PROBLEM STATEMENT: Count how many lines below include the string "wrong". Only that number should appear in the reply.

Stored data entries:
=== Begin Enclosure ===
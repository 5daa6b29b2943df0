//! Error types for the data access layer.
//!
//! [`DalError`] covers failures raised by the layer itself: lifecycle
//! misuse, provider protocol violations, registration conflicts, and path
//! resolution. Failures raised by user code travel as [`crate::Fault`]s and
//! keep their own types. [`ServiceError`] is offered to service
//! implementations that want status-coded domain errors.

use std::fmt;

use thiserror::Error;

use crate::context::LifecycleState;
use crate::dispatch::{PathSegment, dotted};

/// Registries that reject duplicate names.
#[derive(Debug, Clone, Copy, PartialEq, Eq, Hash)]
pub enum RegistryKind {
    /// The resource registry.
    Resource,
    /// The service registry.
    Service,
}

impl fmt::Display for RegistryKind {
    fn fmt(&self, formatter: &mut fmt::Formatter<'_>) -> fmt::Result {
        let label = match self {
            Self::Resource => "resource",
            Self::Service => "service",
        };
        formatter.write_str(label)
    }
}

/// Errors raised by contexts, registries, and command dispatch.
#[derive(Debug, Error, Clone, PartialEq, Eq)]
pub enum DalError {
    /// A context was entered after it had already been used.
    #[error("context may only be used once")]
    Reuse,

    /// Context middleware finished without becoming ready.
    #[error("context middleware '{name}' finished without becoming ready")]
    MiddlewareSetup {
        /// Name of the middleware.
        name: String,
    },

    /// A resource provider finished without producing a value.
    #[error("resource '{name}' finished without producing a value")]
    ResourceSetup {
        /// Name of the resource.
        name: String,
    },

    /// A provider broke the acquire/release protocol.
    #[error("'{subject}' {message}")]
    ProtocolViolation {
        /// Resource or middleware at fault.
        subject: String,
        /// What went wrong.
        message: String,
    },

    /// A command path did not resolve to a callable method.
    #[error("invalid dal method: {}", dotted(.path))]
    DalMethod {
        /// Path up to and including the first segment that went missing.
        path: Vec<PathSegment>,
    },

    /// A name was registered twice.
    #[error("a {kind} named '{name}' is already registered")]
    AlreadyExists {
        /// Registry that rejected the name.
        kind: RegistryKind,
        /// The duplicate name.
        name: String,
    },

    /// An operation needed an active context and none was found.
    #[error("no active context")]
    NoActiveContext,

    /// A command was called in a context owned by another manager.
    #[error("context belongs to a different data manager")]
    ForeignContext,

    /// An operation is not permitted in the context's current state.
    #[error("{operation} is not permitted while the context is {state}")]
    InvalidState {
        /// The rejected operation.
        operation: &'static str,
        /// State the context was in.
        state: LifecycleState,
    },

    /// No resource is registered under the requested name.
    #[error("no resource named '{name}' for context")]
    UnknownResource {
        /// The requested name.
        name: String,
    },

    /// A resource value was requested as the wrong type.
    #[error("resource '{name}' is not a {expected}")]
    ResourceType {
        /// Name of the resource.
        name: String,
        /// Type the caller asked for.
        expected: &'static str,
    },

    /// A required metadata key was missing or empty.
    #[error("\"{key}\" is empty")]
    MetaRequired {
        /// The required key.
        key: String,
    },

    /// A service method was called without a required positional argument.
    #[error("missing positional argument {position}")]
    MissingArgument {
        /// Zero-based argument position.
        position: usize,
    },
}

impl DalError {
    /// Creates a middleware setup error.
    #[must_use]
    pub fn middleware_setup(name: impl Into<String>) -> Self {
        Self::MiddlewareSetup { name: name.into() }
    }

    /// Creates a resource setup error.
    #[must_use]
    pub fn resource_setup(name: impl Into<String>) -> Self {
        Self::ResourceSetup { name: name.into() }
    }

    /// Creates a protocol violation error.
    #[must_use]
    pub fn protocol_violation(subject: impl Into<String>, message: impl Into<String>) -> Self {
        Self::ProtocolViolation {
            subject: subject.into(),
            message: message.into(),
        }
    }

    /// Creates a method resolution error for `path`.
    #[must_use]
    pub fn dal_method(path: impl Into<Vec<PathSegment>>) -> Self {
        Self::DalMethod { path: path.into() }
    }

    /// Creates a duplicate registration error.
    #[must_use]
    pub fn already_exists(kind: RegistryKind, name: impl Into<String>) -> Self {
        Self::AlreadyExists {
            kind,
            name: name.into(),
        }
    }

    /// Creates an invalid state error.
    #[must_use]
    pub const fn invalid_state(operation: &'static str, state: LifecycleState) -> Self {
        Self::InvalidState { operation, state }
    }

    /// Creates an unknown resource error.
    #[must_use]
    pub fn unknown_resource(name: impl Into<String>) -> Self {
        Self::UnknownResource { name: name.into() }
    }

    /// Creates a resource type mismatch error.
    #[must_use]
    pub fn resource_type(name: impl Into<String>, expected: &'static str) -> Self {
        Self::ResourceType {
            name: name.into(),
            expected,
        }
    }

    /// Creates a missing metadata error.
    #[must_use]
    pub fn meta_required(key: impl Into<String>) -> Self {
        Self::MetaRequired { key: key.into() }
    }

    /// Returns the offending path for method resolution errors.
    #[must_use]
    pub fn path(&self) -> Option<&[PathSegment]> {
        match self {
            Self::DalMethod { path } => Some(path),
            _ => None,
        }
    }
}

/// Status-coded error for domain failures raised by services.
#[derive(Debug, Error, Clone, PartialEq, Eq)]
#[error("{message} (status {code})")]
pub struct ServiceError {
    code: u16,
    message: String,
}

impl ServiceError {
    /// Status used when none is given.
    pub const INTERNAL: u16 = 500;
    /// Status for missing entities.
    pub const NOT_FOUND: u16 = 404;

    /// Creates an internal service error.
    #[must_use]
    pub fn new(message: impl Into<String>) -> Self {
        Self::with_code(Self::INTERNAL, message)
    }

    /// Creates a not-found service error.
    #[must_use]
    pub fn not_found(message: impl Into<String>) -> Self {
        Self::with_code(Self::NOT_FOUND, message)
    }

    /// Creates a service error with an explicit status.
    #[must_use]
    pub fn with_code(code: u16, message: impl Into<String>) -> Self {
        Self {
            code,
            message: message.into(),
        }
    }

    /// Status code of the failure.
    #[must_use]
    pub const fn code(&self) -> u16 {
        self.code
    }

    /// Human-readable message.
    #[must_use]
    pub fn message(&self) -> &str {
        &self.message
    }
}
=== End Enclosure ===
RESULT OF THE TASK: 2